Advaitic Songs begins with Addis, female prayer sounding its intro. Cisneros is present, though incorporated into the song’s fabric. Guitar strings are plucked, stringed instruments and piano keys flare. An almost documentarian take on ritualism seems present throughout the album, the 10 minutes of Gethsemane reveling in choral glory before Amos throws down a ringing snare foundation. Cisneros, for being as low on the volume as he is, provides the track an excellent bass melody while cellist Jackie Perez Gretz (Giant Squid, Grayceon) adds grace through bowed instrumentation. The trio’s interaction works its way into a solid jam before the song’s outro, a steady fade transitions into Sinai, which builds through slow swells of sound and obscured chants.
Sinai works similarly to Gethsemane, Cisneros with a present, though not prominent or distorted, bass line, Amos clanking the ride cymbal in a steady, head-knocking rhythm. Cisneros, a bit of distortion added to his vocal, delivers his lines in sentence fragments while cello strings beautify the basics. Between Gethsemane and Sinai, the songs almost work as a medley, or at least two different perceptions with the respect to the same basic idea. Together, though, they sound fluid and necessarily entrancing.
As Addis had in its beginning, Advaitic Songs ends with a very ornate, ritualized piece of music called Haqq al-Yaqin. Hand drums and cello strings sound, vibratory percussive enhancements icily ring, a tympani sized thud announces the instrumental hook. “And the phoenix has ascended/flies upon the divine wind,” Cisneros speaks before the music is carried to fruition by dueling strings and bowed melody.
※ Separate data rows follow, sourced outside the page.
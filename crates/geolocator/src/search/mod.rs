//! Search Integration
//!
//! Abstractions and implementations for web search backends.

mod fixed;
pub mod tavily;

pub use fixed::FixedSearchClient;
pub use tavily::TavilyClient;

use async_trait::async_trait;
use serde::{Deserialize, Serialize};

use crate::error::Result;

/// Default number of results requested from the backend
pub const DEFAULT_MAX_RESULTS: u32 = 5;

/// One ranked search hit
#[derive(Clone, Debug, PartialEq, Eq, Serialize, Deserialize)]
pub struct SearchResult {
    pub title: String,
    pub snippet: String,
    pub url: String,
}

#[derive(Clone, Copy, Debug, Default, PartialEq, Eq, Serialize, Deserialize)]
#[serde(rename_all = "lowercase")]
pub enum SearchDepth {
    Basic,
    #[default]
    Advanced,
}

impl SearchDepth {
    pub fn as_str(self) -> &'static str {
        match self {
            SearchDepth::Basic => "basic",
            SearchDepth::Advanced => "advanced",
        }
    }
}

/// Search client trait (Strategy pattern)
///
/// Results come back in ranking order.
#[async_trait]
pub trait SearchClient: Send + Sync {
    async fn search(&self, query: &str, depth: SearchDepth) -> Result<Vec<SearchResult>>;

    /// Backend name
    fn name(&self) -> &str;
}
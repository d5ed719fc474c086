//! Service Kit - Agent Tools
//!
//! Adapters that implement the `recon_core` tool traits for the geolocation
//! agent.

mod crop;
mod web_search;

pub use crop::{ImageCropper, derived_path};
pub use web_search::{MAX_SHOWN_RESULTS, WebSearch};
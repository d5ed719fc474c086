//! Fixed Search Client
//!
//! Returns a canned result list (or a canned failure) for every query.
//! Used in tests and offline runs.

use std::sync::Mutex;

use async_trait::async_trait;

use super::{SearchClient, SearchDepth, SearchResult};
use crate::error::{Result, ToolError};

#[derive(Default)]
pub struct FixedSearchClient {
    results: Vec<SearchResult>,
    failure: Option<String>,
    queries: Mutex<Vec<String>>,
}

impl FixedSearchClient {
    pub fn new(results: Vec<SearchResult>) -> Self {
        Self {
            results,
            ..Default::default()
        }
    }

    /// Client whose every search fails with `detail`
    pub fn failing(detail: impl Into<String>) -> Self {
        Self {
            failure: Some(detail.into()),
            ..Default::default()
        }
    }

    /// Queries seen so far
    pub fn queries(&self) -> Vec<String> {
        self.queries
            .lock()
            .map(|q| q.clone())
            .unwrap_or_default()
    }
}

#[async_trait]
impl SearchClient for FixedSearchClient {
    async fn search(&self, query: &str, _depth: SearchDepth) -> Result<Vec<SearchResult>> {
        if let Ok(mut queries) = self.queries.lock() {
            queries.push(query.to_string());
        }
        match &self.failure {
            Some(detail) => Err(ToolError::Search(detail.clone())),
            None => Ok(self.results.clone()),
        }
    }

    fn name(&self) -> &str {
        "Fixed"
    }
}
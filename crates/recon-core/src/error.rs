//! Error Types

use thiserror::Error;

/// Result type alias for agent operations
pub type Result<T> = std::result::Result<T, AgentError>;

/// Agent error types
#[derive(Error, Debug)]
pub enum AgentError {
    /// LLM provider error
    #[error("Provider error: {0}")]
    Provider(String),

    /// Provider unavailable or not responding
    #[error("Provider unavailable: {0}")]
    ProviderUnavailable(String),

    /// File upload to the provider failed
    #[error("Upload failed: {0}")]
    Upload(String),

    /// Tool execution failed
    #[error("Tool execution error: {0}")]
    ToolExecution(String),

    /// Configuration error
    #[error("Configuration error: {0}")]
    Config(String),

    /// Rate limited
    #[error("Rate limited: {0}")]
    RateLimited(String),

    /// Authentication failed
    #[error("Authentication failed: {0}")]
    Auth(String),

    /// Generic IO error
    #[error("IO error: {0}")]
    Io(#[from] std::io::Error),
}

impl AgentError {
    /// Check if error is transient.
    ///
    /// Nothing retries on this today; it only decides the log level.
    pub fn is_transient(&self) -> bool {
        matches!(
            self,
            AgentError::ProviderUnavailable(_) | AgentError::RateLimited(_) | AgentError::Io(_)
        )
    }

    /// Message safe to show operators and browsers.
    ///
    /// Raw provider bodies stay in the logs.
    pub fn user_message(&self) -> String {
        match self {
            AgentError::Provider(_) => "The AI service rejected the request.".into(),
            AgentError::ProviderUnavailable(_) => {
                "The AI service is currently unavailable. Please try again.".into()
            }
            AgentError::Upload(_) => "Could not upload the image.".into(),
            AgentError::ToolExecution(msg) => format!("Tool error: {}", msg),
            AgentError::Config(msg) => format!("The server is misconfigured: {}", msg),
            AgentError::RateLimited(_) => "Too many requests. Please wait a moment.".into(),
            AgentError::Auth(_) => "Authentication failed. Please check your API keys.".into(),
            AgentError::Io(_) => "A local file could not be read.".into(),
        }
    }
}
While some might consider OM’s progression to be somewhat of a kowtow or catering to Amos and his musical ideas, it’s difficult to deny that OM’s essence still communicates enlightenment or at least attempts to induce some state of internalized solace. It’s also difficult to really predict how OM would’ve continued creatively without some exposure to new possibilities. If Advaitic Songs can claim any flaw, this would be its production, which is very clean and exposes its intention for isolated sounds as forced. Next to the realized space of OM’s previous albums, which has always contributed greatly to the spiritual and meditative focus they convey, Advaitic Songs sounds flat, a detriment to the album which might otherwise be, next to their grandest, OM’s most accomplished.